Сделка на разницу была заключена, все смеялись, болтали, пили… Никто не обращал на них внимания. Почти никто…
Эрих повернулся лицом к отцу. Теперь они смотрели друг другу в глаза на расстоянии двадцати сантиметров…
И тогда Эрих тихо сказал:
— Говорить нам больше не к чему, отец…
Отец, не мигая, глядел в глаз сыну. Глаз был голубой с коричневатыми и зеленоватыми крапинками, на влажной поверхности он разглядел часть своего собственного постаревшего лица… Глаз сына казался таким холодным, таким пустым… В нем ни печали, ни любви, ни сожаления. Сейчас на его поверхности плавало изображение отца, но стоит сыну перевести взгляд, посмотреть на бокал с шампанским или на шлюху — и образ отца в нем погаснет, словно его никогда и не бывало…
Отец осторожно снял руку с плеча сына. Задом, все еще глядя ему в глаз (словно чтобы подольше удержать в нем свое изображение), попятился он к двери.
Дверь захлопнулась, с глубоким вздохом схватился сын за свой бокал, им овладел приступ неудержимого смеха… Теперь и это за плечами. Больше старик не станет ему надоедать.
С чувством освобождения Эрих смеялся и пил.
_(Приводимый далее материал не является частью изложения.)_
use std::future::Future;
use std::time::Duration;

use crate::math::{clamp, EasingFn};
use crate::time::{Clock, MonotonicTime, TimeSource, DEFAULT_TICK_MS};

use super::scheduler::FrameTask;
use super::Flow;

/// Slack for comparing the clock backlog against one step, so exact
/// frame-length advances are not lost to rounding.
const TICK_EPSILON: f64 = 1e-6;

/// Driver tuning.
#[derive(Debug, Copy, Clone, PartialEq)]
pub struct DriverConfig {
    /// Fixed simulation step, in milliseconds.
    pub tick_size: f64,
    /// Most ticks a single frame may run while catching up.
    pub time_out: u32,
    /// Start the clock on the first frame instead of at construction.
    pub auto_start: bool,
}

impl Default for DriverConfig {
    fn default() -> Self {
        Self {
            tick_size: DEFAULT_TICK_MS,
            time_out: 120,
            auto_start: false,
        }
    }
}

/// Per-frame values handed to the animation callback.
#[derive(Debug, Copy, Clone, PartialEq)]
pub struct Progress {
    /// Eased value between `from` and `to`.
    pub value: f64,
    /// Eased progress in `[0, 1]` (may leave the range for overshooting
    /// easings).
    pub progress: f64,
    /// Simulated milliseconds, clamped to the duration.
    pub ticks: f64,
}

/// Eases from `from` to `to` over `duration` milliseconds.
///
/// Simulated time comes from a fixed-step [`Clock`]. Each [`frame`]
/// ticks the clock until simulated time catches up with real time, bounded
/// by [`DriverConfig::time_out`]; anything left over after that is dropped.
///
/// The animation ends once simulated time reaches the duration or the
/// callback returns [`Flow::Stop`].
///
/// `duration` must be positive.
///
/// [`frame`]: Animation::frame
pub struct Animation<F, T: TimeSource = MonotonicTime> {
    clock: Clock<T>,
    config: DriverConfig,
    from: f64,
    to: f64,
    duration: f64,
    easing: EasingFn,
    on_progress: F,
    last_catch_up: u32,
    done: bool,
}

/// Starts an animation on wall-clock time with the default configuration.
pub fn run_animation<F>(to: f64, from: f64, duration: f64, on_progress: F, easing: EasingFn) -> Animation<F>
where
    F: FnMut(Progress) -> Flow,
{
    Animation::with_source(MonotonicTime::new(), DriverConfig::default(), to, from, duration, on_progress, easing)
}

impl<F, T> Animation<F, T>
where
    F: FnMut(Progress) -> Flow,
    T: TimeSource,
{
    pub fn with_source(
        time: T,
        config: DriverConfig,
        to: f64,
        from: f64,
        duration: f64,
        on_progress: F,
        easing: EasingFn,
    ) -> Self {
        debug_assert!(duration > 0.0, "animation duration must be positive");
        let mut clock = Clock::with_source(time, config.tick_size).auto_start(config.auto_start);
        if !config.auto_start {
            clock.start();
        }
        Self {
            clock,
            config,
            from,
            to,
            duration,
            easing,
            on_progress,
            last_catch_up: 0,
            done: false,
        }
    }

    /// Runs one animation frame.
    ///
    /// Returns `Flow::Stop` on the frame the animation ends and on every
    /// call after that.
    pub fn frame(&mut self) -> Flow {
        if self.done {
            return Flow::Stop;
        }
        if !self.clock.is_running() {
            self.clock.tick();
        }

        let step = self.clock.tick_size();
        let mut n = 0;
        while n < self.config.time_out && self.clock.backlog() + TICK_EPSILON >= step {
            self.clock.tick();
            n += 1;
        }
        if n == self.config.time_out && self.clock.backlog() + TICK_EPSILON >= step {
            let dropped = self.clock.drop_backlog();
            log::debug!("animation catch-up capped at {n} ticks, dropped {dropped:.1}ms");
        }
        self.last_catch_up = n;

        let elapsed = self.clock.elapsed_ticks();
        let ticks = clamp(elapsed, 0.0, self.duration);
        let value = (self.easing)(ticks, self.from, self.to - self.from, self.duration);
        let progress = (self.easing)(ticks, 0.0, 1.0, self.duration);

        let flow = (self.on_progress)(Progress { value, progress, ticks });

        if flow.is_stop() {
            log::debug!("animation cancelled by callback at {ticks:.1}ms");
            self.finish();
            return Flow::Stop;
        }
        if elapsed / self.duration >= 1.0 {
            log::debug!("animation finished after {} ticks", self.clock.tick_count());
            self.finish();
            return Flow::Stop;
        }
        Flow::Continue
    }

    /// Ends the animation without another callback.
    pub fn cancel(&mut self) {
        if !self.done {
            log::debug!("animation cancelled");
            self.finish();
        }
    }

    fn finish(&mut self) {
        self.done = true;
        self.clock.stop();
    }
}

impl<F, T: TimeSource> Animation<F, T> {
    #[inline]
    pub fn is_finished(&self) -> bool {
        self.done
    }

    /// Ticks run by the most recent frame.
    #[inline]
    pub fn last_catch_up(&self) -> u32 {
        self.last_catch_up
    }

    #[inline]
    pub fn clock(&self) -> &Clock<T> {
        &self.clock
    }

    #[inline]
    pub fn duration(&self) -> f64 {
        self.duration
    }

    /// Resolves once the nominal duration has passed on the tokio timer.
    ///
    /// This is independent of frame delivery: it does not wait for the
    /// animation's own frames, only for the wall-clock length it was given.
    ///
    /// The timer is created on first poll, so the future can be built
    /// anywhere but must be awaited inside a tokio runtime.
    pub fn finished(&self) -> impl Future<Output = ()> + 'static {
        let wait = Duration::from_secs_f64(self.duration.max(0.0) / 1000.0);
        async move { tokio::time::sleep(wait).await }
    }
}

impl<F, T> FrameTask for Animation<F, T>
where
    F: FnMut(Progress) -> Flow,
    T: TimeSource,
{
    fn frame(&mut self) -> Flow {
        Animation::frame(self)
    }
}

#[cfg(test)]
mod tests {
    use std::cell::RefCell;
    use std::rc::Rc;

    use super::*;
    use crate::math::easing;
    use crate::time::ManualTime;

    fn recorder() -> (Rc<RefCell<Vec<Progress>>>, impl FnMut(Progress) -> Flow) {
        let seen = Rc::new(RefCell::new(Vec::new()));
        let sink = seen.clone();
        (seen, move |p| {
            sink.borrow_mut().push(p);
            Flow::Continue
        })
    }

    // ── end to end ──

    #[test]
    fn sixty_exact_frames_reach_the_target() {
        let t = ManualTime::new();
        let (seen, cb) = recorder();
        let mut anim =
            Animation::with_source(t.clone(), DriverConfig::default(), 100.0, 0.0, 1000.0, cb, easing::linear);

        let mut frames = 0;
        loop {
            t.advance(1000.0 / 60.0);
            frames += 1;
            if anim.frame().is_stop() {
                break;
            }
            assert!(frames < 60, "should not stop before the 60th frame");
        }

        assert_eq!(frames, 60);
        assert_eq!(anim.clock().tick_count(), 60);
        assert!(anim.is_finished());

        let last = *seen.borrow().last().unwrap();
        assert!((last.value - 100.0).abs() < 1e-9);
        assert!((last.progress - 1.0).abs() < 1e-9);
        assert_eq!(seen.borrow().len(), 60);
    }

    #[test]
    fn values_are_monotonic_under_linear_easing() {
        let t = ManualTime::new();
        let (seen, cb) = recorder();
        let mut anim =
            Animation::with_source(t.clone(), DriverConfig::default(), 10.0, 50.0, 500.0, cb, easing::linear);
        while !anim.frame().is_stop() {
            t.advance(16.0);
        }
        let seen = seen.borrow();
        assert!(seen.windows(2).all(|w| w[1].value <= w[0].value));
        assert_eq!(seen.last().unwrap().value, 10.0);
    }

    // ── catch-up ──

    #[test]
    fn stall_catch_up_is_bounded_by_time_out() {
        let t = ManualTime::new();
        let config = DriverConfig { time_out: 12, ..DriverConfig::default() };
        let (_seen, cb) = recorder();
        let mut anim = Animation::with_source(t.clone(), config, 1.0, 0.0, 10_000.0, cb, easing::linear);

        t.advance(500.0);
        anim.frame();
        assert_eq!(anim.last_catch_up(), 12);
        assert!(anim.clock().backlog() < anim.clock().tick_size());

        // the dropped backlog is not replayed on the next frame
        t.advance(1000.0 / 60.0);
        anim.frame();
        assert_eq!(anim.last_catch_up(), 1);
    }

    #[test]
    fn stall_within_time_out_catches_up_fully() {
        let t = ManualTime::new();
        let (_seen, cb) = recorder();
        let mut anim =
            Animation::with_source(t.clone(), DriverConfig::default(), 1.0, 0.0, 10_000.0, cb, easing::linear);

        t.advance(500.0);
        anim.frame();
        assert_eq!(anim.last_catch_up(), 30);

        t.advance(60_000.0);
        anim.frame();
        assert_eq!(anim.last_catch_up(), 120);
    }

    #[test]
    fn ticks_are_clamped_to_duration() {
        let t = ManualTime::new();
        let (seen, cb) = recorder();
        let mut anim = Animation::with_source(t.clone(), DriverConfig::default(), 1.0, 0.0, 100.0, cb, easing::linear);
        t.advance(400.0);
        assert_eq!(anim.frame(), Flow::Stop);
        let p = seen.borrow()[0];
        assert_eq!(p.ticks, 100.0);
        assert_eq!(p.value, 1.0);
    }

    // ── cancellation ──

    #[test]
    fn callback_stop_ends_animation() {
        let t = ManualTime::new();
        let mut calls = 0;
        let mut anim = Animation::with_source(
            t.clone(),
            DriverConfig::default(),
            1.0,
            0.0,
            1000.0,
            |p: Progress| {
                calls += 1;
                Flow::stop_if(p.progress >= 0.25)
            },
            easing::linear,
        );

        while !anim.frame().is_stop() {
            t.advance(1000.0 / 60.0);
        }
        assert!(anim.is_finished());
        assert!(anim.clock().tick_count() < 60);
        assert_eq!(anim.frame(), Flow::Stop);
        drop(anim);
        assert!(calls > 1);
    }

    #[test]
    fn cancel_skips_further_callbacks() {
        let t = ManualTime::new();
        let (seen, cb) = recorder();
        let mut anim = Animation::with_source(t.clone(), DriverConfig::default(), 1.0, 0.0, 1000.0, cb, easing::linear);
        anim.cancel();
        t.advance(100.0);
        assert_eq!(anim.frame(), Flow::Stop);
        assert!(seen.borrow().is_empty());
    }

    #[test]
    fn auto_start_waits_for_first_frame() {
        let t = ManualTime::new();
        let config = DriverConfig { auto_start: true, ..DriverConfig::default() };
        let (seen, cb) = recorder();
        let mut anim = Animation::with_source(t.clone(), config, 1.0, 0.0, 1000.0, cb, easing::linear);

        t.advance(5_000.0);
        anim.frame();
        assert_eq!(anim.last_catch_up(), 0);
        assert_eq!(seen.borrow()[0].ticks, 0.0);
    }

    // ── sequencing ──

    #[tokio::test(start_paused = true)]
    async fn finished_resolves_after_nominal_duration() {
        let anim = run_animation(1.0, 0.0, 250.0, |_| Flow::Continue, easing::linear);
        let start = tokio::time::Instant::now();
        anim.finished().await;
        let waited = start.elapsed();
        assert!(waited >= Duration::from_millis(250));
        assert!(waited < Duration::from_millis(260));
    }

    #[test]
    fn finished_future_builds_without_a_runtime() {
        let anim = run_animation(1.0, 0.0, 250.0, |_| Flow::Continue, easing::linear);
        let pending = anim.finished();
        drop(pending);
    }
}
Папаша Хакендаль вышел из погребка «У Грубияна Густава». Немало горя принял он с детьми, но такого с ним еще не бывало. Чтобы сын заявил ему в лицо: «Говорить нам больше не к чему!» — этого с ним еще не бывало. Вот, значит, до чего дошло — они уже не прячутся от родительского гнева, что и само по себе скверно, нет,они заявляют отцу в лицо, что знать его не хотят!
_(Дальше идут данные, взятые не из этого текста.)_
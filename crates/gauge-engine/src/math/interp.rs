use core::f64::consts::PI;

use crate::coords::Point;

/// Parametric step used by [`slerp_points`].
pub const SLERP_STEP: f64 = 0.1;

/// `(1 - t) * from + t * to`.
#[inline]
pub fn lerp(t: f64, from: f64, to: f64) -> f64 {
    (1.0 - t) * from + t * to
}

/// Clamps `x` into `[lo, hi]`.
///
/// Unlike `f64::clamp` this never panics on `lo > hi`; the upper bound wins.
#[inline]
pub fn clamp(x: f64, lo: f64, hi: f64) -> f64 {
    x.max(lo).min(hi)
}

/// Maps `x` from `[min, max]` onto `[0, 1]` (unclamped).
///
/// `min == max` is a caller precondition violation.
#[inline]
pub fn normalize(x: f64, min: f64, max: f64) -> f64 {
    (x - min) / (max - min)
}

/// Direction a sampled arc turns in screen space (+Y down).
#[derive(Debug, Copy, Clone, Eq, PartialEq, Default)]
pub enum Winding {
    /// Increasing angle; on screen this turns clockwise.
    #[default]
    Clockwise,
    CounterClockwise,
}

impl Winding {
    #[inline]
    pub fn sign(self) -> f64 {
        match self {
            Winding::Clockwise => 1.0,
            Winding::CounterClockwise => -1.0,
        }
    }

    #[inline]
    pub fn reversed(self) -> Self {
        match self {
            Winding::Clockwise => Winding::CounterClockwise,
            Winding::CounterClockwise => Winding::Clockwise,
        }
    }
}

/// Samples a half circle from `p1` to `p2`.
///
/// The two points are treated as the ends of a diameter: the center is their
/// midpoint (the foot of the perpendicular bisector on the chord) and the arc
/// bulges to the side selected by `winding`. The parameter runs over `[0, 1]`
/// in steps of [`SLERP_STEP`], so the result always holds 11 points, the
/// first at `p1` and the last at `p2`.
///
/// `winding` picks the bulge side only; order is always `p1` to `p2`. For the
/// same arc walked backwards use [`slerp_points_signed`] with a negative sign.
///
/// Used to build capsule end caps.
pub fn slerp_points(p1: Point, p2: Point, winding: Winding) -> Vec<Point> {
    let center = p1.midpoint(p2);
    let radius = center.distance_to(p1);
    let start = center.angle_to(p1);
    let sign = winding.sign();

    let steps = (1.0 / SLERP_STEP).round() as usize;
    (0..=steps)
        .map(|i| {
            if i == 0 {
                return p1;
            }
            if i == steps {
                return p2;
            }
            let t = i as f64 * SLERP_STEP;
            center.polar(radius, start + sign * PI * t)
        })
        .collect()
}

/// Sign-driven form: `sign >= 0` samples the clockwise arc from `p1` to
/// `p2`; a negative sign returns that same arc from `p2` back to `p1`.
pub fn slerp_points_signed(p1: Point, p2: Point, sign: f64) -> Vec<Point> {
    if sign < 0.0 {
        // Walking p2 -> p1 against the winding traces the same half circle.
        slerp_points(p2, p1, Winding::Clockwise.reversed())
    } else {
        slerp_points(p1, p2, Winding::Clockwise)
    }
}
Железный Густав допускал, что разбогатевший сын может стыдиться обедневшего отца, это — подленькое чувство, но такая подлость свойственна человеку… Эрих же не только стыдился отца, отец для него просто не существовал, он значил для него меньше, чем баба, сидевшая с ним рядом, или жулик кельнер, подсовывавший ему пустые бутылки. С ними он находил общий язык, и только для отца не нашлось у него ни одного слова…
В этом было что-то бесчеловечное! Это было отцеубийство! Похожая на это пьеса шла одно время в театре, отец вспоминал, что видел афиши на извозчичьей бирже. И вот в такую-то пьеску, в этакий мерзкий балаган превратили они мир — и смех и горе!
Старый Хакендаль снял с Вороного-Блюхера попону и, удрученный своими мыслями, даже не заметил, что конь посмотрел на него удивленно. Вороному показалось странным, что его хозяин в столь неурочный час один полез на козлы, — а где же седоки, перед которыми он всегда изображает рака? И тем не менее, кучер взбирается на козлы один, он прищелкивает языком, и Вороной трогает…
На улицах все еще полно народу, хотя ночь уже стала светлее. Полицейские без устали уговаривают прохожих разойтись. Но таковы уж берлинцы, они останавливаются поглазеть на каждый ночной кабачок. Вывески не освещены, все ночные забегаловки закрыты, смотреть как будто не на что. Однако берлинцы ждут и надеются — авось что-нибудь стрясется.